(EXERCISE DESCRIPTION): Which lines below include "playback"? Copy them all.

*** Begin section ***

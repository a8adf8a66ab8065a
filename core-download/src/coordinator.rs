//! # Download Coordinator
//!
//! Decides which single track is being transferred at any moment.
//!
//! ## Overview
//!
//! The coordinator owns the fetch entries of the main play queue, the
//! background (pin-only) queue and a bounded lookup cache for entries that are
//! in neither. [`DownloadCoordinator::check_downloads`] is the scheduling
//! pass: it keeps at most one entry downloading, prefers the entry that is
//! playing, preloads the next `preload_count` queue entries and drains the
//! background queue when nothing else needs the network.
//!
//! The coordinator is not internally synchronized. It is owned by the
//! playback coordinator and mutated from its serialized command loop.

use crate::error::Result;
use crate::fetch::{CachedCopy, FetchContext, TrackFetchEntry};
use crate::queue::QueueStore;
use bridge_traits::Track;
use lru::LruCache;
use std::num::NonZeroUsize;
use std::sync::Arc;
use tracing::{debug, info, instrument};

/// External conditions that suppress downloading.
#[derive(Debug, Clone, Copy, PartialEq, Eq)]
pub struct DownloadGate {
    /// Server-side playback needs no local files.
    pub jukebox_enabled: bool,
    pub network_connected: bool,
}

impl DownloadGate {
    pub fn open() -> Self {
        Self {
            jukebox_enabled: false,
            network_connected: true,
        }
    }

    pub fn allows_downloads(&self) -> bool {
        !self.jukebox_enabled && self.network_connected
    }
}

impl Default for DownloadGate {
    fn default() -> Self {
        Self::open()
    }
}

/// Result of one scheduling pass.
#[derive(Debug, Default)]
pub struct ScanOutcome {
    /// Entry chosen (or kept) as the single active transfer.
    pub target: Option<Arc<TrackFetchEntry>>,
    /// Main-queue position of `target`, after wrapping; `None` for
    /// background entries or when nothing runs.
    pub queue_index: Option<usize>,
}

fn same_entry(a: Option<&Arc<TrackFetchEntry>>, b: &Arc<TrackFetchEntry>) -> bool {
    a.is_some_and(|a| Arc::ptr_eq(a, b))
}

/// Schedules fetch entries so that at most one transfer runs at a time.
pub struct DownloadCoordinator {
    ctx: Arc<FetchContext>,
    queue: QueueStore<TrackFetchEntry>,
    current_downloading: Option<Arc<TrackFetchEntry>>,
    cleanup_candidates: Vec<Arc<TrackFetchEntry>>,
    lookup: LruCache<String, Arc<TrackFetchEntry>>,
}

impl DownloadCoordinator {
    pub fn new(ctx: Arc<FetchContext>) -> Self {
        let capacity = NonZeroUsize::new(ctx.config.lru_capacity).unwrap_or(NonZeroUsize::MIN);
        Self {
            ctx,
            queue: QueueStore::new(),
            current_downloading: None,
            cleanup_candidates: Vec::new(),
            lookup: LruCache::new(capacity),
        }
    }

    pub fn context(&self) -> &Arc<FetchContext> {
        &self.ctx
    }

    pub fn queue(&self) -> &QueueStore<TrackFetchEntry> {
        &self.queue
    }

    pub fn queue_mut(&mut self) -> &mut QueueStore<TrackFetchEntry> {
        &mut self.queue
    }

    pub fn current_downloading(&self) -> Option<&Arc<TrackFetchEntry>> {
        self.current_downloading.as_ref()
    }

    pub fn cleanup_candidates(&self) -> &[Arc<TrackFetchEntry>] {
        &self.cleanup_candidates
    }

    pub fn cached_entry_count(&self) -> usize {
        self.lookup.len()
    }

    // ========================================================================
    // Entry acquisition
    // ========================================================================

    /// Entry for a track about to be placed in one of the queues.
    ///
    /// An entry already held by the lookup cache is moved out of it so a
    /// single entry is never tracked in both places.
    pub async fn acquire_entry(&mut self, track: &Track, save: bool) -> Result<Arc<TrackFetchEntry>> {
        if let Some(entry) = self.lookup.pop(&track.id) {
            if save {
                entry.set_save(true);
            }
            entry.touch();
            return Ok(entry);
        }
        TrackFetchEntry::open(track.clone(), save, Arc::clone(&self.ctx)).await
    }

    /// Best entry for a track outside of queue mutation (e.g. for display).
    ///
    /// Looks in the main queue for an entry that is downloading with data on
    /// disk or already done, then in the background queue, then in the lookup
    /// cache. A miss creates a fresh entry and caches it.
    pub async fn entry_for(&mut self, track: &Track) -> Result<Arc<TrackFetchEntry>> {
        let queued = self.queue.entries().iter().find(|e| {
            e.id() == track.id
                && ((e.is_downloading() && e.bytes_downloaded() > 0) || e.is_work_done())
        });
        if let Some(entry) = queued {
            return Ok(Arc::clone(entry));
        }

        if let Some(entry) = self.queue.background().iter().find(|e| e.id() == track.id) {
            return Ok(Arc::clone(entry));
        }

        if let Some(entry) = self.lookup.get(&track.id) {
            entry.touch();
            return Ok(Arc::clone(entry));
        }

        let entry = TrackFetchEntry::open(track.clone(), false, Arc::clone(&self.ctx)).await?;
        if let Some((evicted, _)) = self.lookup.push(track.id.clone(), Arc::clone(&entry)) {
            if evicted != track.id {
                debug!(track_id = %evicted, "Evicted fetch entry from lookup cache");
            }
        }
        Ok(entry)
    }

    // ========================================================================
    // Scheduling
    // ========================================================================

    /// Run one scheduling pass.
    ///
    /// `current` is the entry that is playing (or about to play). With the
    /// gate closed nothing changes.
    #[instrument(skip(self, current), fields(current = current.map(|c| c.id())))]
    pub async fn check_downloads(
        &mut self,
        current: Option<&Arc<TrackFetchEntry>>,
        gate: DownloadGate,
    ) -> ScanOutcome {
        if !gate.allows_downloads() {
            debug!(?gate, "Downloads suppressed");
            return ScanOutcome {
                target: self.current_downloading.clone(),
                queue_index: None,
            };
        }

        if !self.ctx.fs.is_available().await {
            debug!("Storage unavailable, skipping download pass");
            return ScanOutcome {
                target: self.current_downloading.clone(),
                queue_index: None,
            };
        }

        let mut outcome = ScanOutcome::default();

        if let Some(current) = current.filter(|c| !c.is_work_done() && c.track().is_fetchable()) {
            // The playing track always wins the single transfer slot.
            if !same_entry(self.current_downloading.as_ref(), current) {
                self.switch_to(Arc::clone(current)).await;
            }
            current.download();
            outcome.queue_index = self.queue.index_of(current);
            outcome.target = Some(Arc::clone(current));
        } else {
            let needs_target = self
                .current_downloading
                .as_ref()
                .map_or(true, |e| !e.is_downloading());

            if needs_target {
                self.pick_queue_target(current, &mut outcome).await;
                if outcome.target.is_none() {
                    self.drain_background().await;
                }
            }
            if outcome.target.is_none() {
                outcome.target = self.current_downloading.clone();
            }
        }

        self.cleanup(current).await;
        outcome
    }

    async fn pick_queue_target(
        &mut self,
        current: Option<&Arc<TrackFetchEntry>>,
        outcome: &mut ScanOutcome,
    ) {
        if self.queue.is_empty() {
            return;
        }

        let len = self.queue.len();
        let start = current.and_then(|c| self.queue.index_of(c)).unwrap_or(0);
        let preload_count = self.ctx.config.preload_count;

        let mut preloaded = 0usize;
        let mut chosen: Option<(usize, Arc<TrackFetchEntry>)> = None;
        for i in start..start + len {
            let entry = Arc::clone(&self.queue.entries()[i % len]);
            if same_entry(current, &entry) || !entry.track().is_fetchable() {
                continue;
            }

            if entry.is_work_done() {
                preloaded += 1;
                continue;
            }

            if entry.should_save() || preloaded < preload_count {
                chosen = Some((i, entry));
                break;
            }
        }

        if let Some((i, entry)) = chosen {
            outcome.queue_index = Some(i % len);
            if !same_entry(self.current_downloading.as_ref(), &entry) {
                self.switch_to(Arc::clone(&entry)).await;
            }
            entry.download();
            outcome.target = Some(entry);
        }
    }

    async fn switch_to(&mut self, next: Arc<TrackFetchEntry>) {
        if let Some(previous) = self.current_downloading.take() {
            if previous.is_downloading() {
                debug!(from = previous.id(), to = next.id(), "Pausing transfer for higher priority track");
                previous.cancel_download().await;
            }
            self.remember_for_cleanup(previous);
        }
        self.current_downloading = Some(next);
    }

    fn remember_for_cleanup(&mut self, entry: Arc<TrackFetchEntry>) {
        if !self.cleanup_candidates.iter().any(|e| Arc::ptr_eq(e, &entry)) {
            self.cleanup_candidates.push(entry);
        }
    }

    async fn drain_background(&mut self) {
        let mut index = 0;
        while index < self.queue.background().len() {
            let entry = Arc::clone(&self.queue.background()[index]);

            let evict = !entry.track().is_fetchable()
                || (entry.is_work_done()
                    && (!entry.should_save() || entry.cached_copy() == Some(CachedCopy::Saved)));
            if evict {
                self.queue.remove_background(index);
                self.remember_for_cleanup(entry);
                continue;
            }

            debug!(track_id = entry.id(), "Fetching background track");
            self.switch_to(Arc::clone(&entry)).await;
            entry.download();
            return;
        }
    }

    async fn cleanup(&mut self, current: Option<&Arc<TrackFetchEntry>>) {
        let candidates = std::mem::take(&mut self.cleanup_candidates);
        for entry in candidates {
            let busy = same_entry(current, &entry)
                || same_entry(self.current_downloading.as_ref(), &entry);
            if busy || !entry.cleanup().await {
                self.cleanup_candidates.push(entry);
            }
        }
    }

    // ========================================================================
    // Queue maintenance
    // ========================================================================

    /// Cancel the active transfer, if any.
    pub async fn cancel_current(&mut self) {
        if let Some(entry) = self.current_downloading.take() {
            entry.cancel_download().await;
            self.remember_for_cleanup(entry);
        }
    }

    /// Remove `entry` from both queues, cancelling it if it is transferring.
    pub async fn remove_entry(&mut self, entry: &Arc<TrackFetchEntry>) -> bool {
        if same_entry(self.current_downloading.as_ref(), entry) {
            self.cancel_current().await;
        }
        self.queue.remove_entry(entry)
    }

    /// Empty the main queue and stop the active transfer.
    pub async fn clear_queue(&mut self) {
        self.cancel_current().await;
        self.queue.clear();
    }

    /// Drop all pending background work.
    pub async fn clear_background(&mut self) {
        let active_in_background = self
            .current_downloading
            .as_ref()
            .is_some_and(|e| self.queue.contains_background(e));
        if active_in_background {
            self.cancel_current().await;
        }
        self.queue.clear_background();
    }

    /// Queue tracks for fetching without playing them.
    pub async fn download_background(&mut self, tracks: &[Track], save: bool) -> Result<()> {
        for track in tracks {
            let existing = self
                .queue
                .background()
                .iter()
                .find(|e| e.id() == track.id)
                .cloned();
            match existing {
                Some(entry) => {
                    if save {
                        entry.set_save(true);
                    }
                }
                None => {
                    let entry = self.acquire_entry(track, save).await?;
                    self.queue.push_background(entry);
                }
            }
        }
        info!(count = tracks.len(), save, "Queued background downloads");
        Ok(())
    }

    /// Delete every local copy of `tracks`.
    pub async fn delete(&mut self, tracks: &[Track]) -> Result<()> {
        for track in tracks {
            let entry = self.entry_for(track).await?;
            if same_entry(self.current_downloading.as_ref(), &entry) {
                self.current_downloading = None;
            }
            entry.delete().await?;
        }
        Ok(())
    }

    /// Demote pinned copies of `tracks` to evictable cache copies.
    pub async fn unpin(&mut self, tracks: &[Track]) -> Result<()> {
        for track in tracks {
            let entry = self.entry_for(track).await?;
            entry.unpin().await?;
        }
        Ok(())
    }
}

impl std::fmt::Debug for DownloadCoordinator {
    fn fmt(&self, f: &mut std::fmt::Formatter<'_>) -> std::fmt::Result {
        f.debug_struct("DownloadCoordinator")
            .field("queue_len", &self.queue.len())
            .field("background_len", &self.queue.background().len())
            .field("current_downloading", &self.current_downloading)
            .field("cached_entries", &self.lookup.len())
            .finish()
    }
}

*** End section ***

(TASK OUTPUT):
//! playback coordinator and mutated from its serialized command loop.
    /// Server-side playback needs no local files.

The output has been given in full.